Alpha and beta particles are both electrically charged – alpha particles have two protons and a charge of +2; betas consist of a single electron with a charge of -1. One way they interact with atoms is electrostatically – like charges (e.g. two things, each with a positive charge) will repel each other while opposite charges attract each other. So, for example, when a positively charged alpha particle approaches an atom it will first be attracted to the negative charge of that atom’s electron cloud and will curve towards the atom, picking up energy and pulling the atom ever so slightly towards it. As it passes by and starts moving away from the atom again, it will start to slow down – just as a space probe will speed up as it approaches a planet, slowing down as it flies past and away again. If the alpha particle passes closely enough, it might strip an electron from the atom, but it might also penetrate the electron cloud to interact directly with the atom’s nucleus. Every such interaction transfers some of the particle’s energy to the atoms with which it interacts; since energy is related to the particle’s speed, this means that the particle is slowing down the whole time, knocking off the occasional electron and creating the odd ion pair as it does so.
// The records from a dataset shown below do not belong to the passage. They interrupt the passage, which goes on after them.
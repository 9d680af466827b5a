use async_trait::async_trait;
use serde::{Deserialize, Serialize};

use netmind_core::types::IntentKind;

use crate::context::{ExecutionContext, PluginContext};
use crate::error::ExecutionError;

/// Rendered payload unit inside an assistant message. Tagged so the
/// presentation layer can pick a renderer without inspecting the data.
#[derive(Debug, Clone, PartialEq, Serialize, Deserialize)]
#[serde(tag = "type", rename_all = "snake_case")]
pub enum ContentBlock {
    Text {
        data: String,
        #[serde(skip_serializing_if = "Option::is_none")]
        title: Option<String>,
        #[serde(skip_serializing_if = "Option::is_none")]
        summary: Option<String>,
    },
    /// Live camera stream reference (data = stream URL).
    CameraLive {
        data: String,
        #[serde(skip_serializing_if = "Option::is_none")]
        title: Option<String>,
        #[serde(skip_serializing_if = "Option::is_none")]
        payload: Option<serde_json::Value>,
    },
    /// Still image (data = base64 or a fetchable reference).
    Image {
        data: String,
        #[serde(skip_serializing_if = "Option::is_none")]
        title: Option<String>,
        #[serde(skip_serializing_if = "Option::is_none")]
        summary: Option<String>,
    },
    /// Tabular results (data = rendered text, payload = structured rows).
    Table {
        data: String,
        #[serde(skip_serializing_if = "Option::is_none")]
        title: Option<String>,
        #[serde(skip_serializing_if = "Option::is_none")]
        payload: Option<serde_json::Value>,
    },
    /// The plugin needs configuration (credentials, endpoint) before it
    /// can proceed; data describes what is missing.
    ConfigPrompt {
        data: String,
        #[serde(skip_serializing_if = "Option::is_none")]
        title: Option<String>,
    },
}

impl ContentBlock {
    pub fn text(data: impl Into<String>) -> Self {
        ContentBlock::Text {
            data: data.into(),
            title: None,
            summary: None,
        }
    }

    pub fn config_prompt(data: impl Into<String>) -> Self {
        ContentBlock::ConfigPrompt {
            data: data.into(),
            title: None,
        }
    }

    pub fn type_name(&self) -> &'static str {
        match self {
            ContentBlock::Text { .. } => "text",
            ContentBlock::CameraLive { .. } => "camera_live",
            ContentBlock::Image { .. } => "image",
            ContentBlock::Table { .. } => "table",
            ContentBlock::ConfigPrompt { .. } => "config_prompt",
        }
    }

    pub fn data(&self) -> &str {
        match self {
            ContentBlock::Text { data, .. }
            | ContentBlock::CameraLive { data, .. }
            | ContentBlock::Image { data, .. }
            | ContentBlock::Table { data, .. }
            | ContentBlock::ConfigPrompt { data, .. } => data,
        }
    }
}

/// Execution outcome class. Partial results are surfaced as-is, never
/// retried.
#[derive(Debug, Clone, Copy, PartialEq, Eq, Serialize, Deserialize)]
#[serde(rename_all = "lowercase")]
pub enum ExecutionStatus {
    Success,
    Partial,
    Error,
}

/// Side-band facts about an execution.
#[derive(Debug, Clone, Default, Serialize, Deserialize)]
pub struct ResultMetadata {
    /// Wall-clock execution time, filled by the dispatcher.
    pub duration_ms: u64,
    /// True when this result was served from an in-flight duplicate.
    pub cached: bool,
    pub truncated: bool,
    #[serde(skip_serializing_if = "Option::is_none")]
    pub source_url: Option<String>,
    #[serde(skip_serializing_if = "Option::is_none")]
    pub device_count: Option<u64>,
    #[serde(default, skip_serializing_if = "serde_json::Map::is_empty")]
    pub extra: serde_json::Map<String, serde_json::Value>,
}

/// What a plugin returns from `execute`.
#[derive(Debug, Clone, Serialize, Deserialize)]
pub struct ExecutionOutput {
    pub status: ExecutionStatus,
    pub blocks: Vec<ContentBlock>,
    #[serde(default)]
    pub metadata: ResultMetadata,
}

impl ExecutionOutput {
    pub fn success(blocks: Vec<ContentBlock>) -> Self {
        Self {
            status: ExecutionStatus::Success,
            blocks,
            metadata: ResultMetadata::default(),
        }
    }

    pub fn partial(blocks: Vec<ContentBlock>) -> Self {
        Self {
            status: ExecutionStatus::Partial,
            blocks,
            metadata: ResultMetadata::default(),
        }
    }

    /// Concatenated text of all text-bearing blocks.
    pub fn text(&self) -> String {
        self.blocks
            .iter()
            .map(|b| b.data())
            .collect::<Vec<_>>()
            .join("\n")
    }
}

/// A completed dispatch: which plugin ran and what it produced.
#[derive(Debug, Clone, Serialize, Deserialize)]
pub struct DispatchResult {
    pub plugin_id: String,
    pub output: ExecutionOutput,
}

/// The plugin contract.
///
/// `can_handle` must be cheap and side-effect free; `execute` may
/// perform I/O and must observe the context's cancellation token at
/// every suspension point.
#[async_trait]
pub trait Plugin: Send + Sync {
    /// Stable unique id, also the unit of scope filtering.
    fn id(&self) -> &str;

    fn supported_intents(&self) -> &[IntentKind];

    /// Higher wins ties during selection.
    fn priority(&self) -> i32 {
        0
    }

    /// False forces the privileged runtime.
    fn browser_compatible(&self) -> bool {
        true
    }

    /// Keyword hints fed to the LLM classifier.
    fn keyword_hints(&self) -> &[&str] {
        &[]
    }

    fn can_handle(&self, _text: &str, _ctx: &PluginContext) -> bool {
        true
    }

    async fn initialize(&self, _ctx: &PluginContext) -> Result<(), ExecutionError> {
        Ok(())
    }

    async fn execute(
        &self,
        text: &str,
        ctx: &ExecutionContext,
    ) -> Result<ExecutionOutput, ExecutionError>;

    async fn dispose(&self) {}
}

#[cfg(test)]
mod tests {
    use super::*;

    #[test]
    fn content_block_serializes_with_type_tag() {
        let block = ContentBlock::text("hello");
        let json = serde_json::to_string(&block).unwrap();
        assert!(json.contains(r#""type":"text""#));
        assert!(json.contains(r#""data":"hello""#));
        // absent optionals are omitted entirely
        assert!(!json.contains("title"));
    }

    #[test]
    fn config_prompt_round_trips() {
        let json = r#"{"type":"config_prompt","data":"rtsp credentials missing"}"#;
        let block: ContentBlock = serde_json::from_str(json).unwrap();
        assert_eq!(block.type_name(), "config_prompt");
        assert_eq!(block.data(), "rtsp credentials missing");
    }

    #[test]
    fn output_text_joins_blocks() {
        let out = ExecutionOutput::success(vec![
            ContentBlock::text("line one"),
            ContentBlock::text("line two"),
        ]);
        assert_eq!(out.text(), "line one\nline two");
    }
}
By the way, did I mention bremsstrahlung? It’s German for “braking radiation” and it’s yet another way for charged particles to interact; electrons in particular. As beta particles are slaloming through material the various tugs and pushes from positive and negative charges cause them to change direction and every time they do so there’s a chance that they’ll emit an x-ray photon. In fact, that’s how x-ray machines create x-rays – by slamming a beam of electrons into a metal target, letting the electrons bounce around a bit, and beaming out the ensuing x-rays. Heavier atoms give a greater likelihood of creating bremsstrahlung x-rays and they tend to have higher energies; something to keep in mind not only when generating x-rays in a machine as well as when trying to shield beta radiation sources.

And finally, there’s collisions! Alpha and beta particles – neutrons too – can simply plow into an atom’s nucleus. As with shooting pool, the particle might strike head-on, bouncing back and imparting energy to the atom, but it’s more likely to strike a glancing blow, losing energy, albeit somewhat less than striking a direct blow. Neutrons will do this too, also exchanging energy each time; they, too, will sometimes break chemical bonds within the molecule, or they can even be absorbed by the nucleus, causing it to become radioactive.

The last bit is how readily these interactions occur and how far into material radiation will penetrate. With a relatively high electrical charge, alpha particles interact readily; as a result, they yield their energy readily and can’t penetrate more than a few microns into most substances and no more than a few millimeters in air. The more-nimble beta particles exchange energy somewhat more grudgingly and are able to penetrate up to about a centimeter into water, plastic, and flesh. And neutrons, lacking an electrical charge, can only exchange energy via collision, and can penetrate fairly large distances (several inches to a foot or more) into most materials

Having gone through all of this, there are still a number of radiations and interactions that I haven’t even mentioned, let alone described. But, to be honest, neutrinos (for example) just aren’t something that anyone except a physicist is going to take much of an interest in, while high-energy protons are usually only found in space or in specialized medical devices. If anyone is interested, I can cover some of the more exotic radiations in a future piece.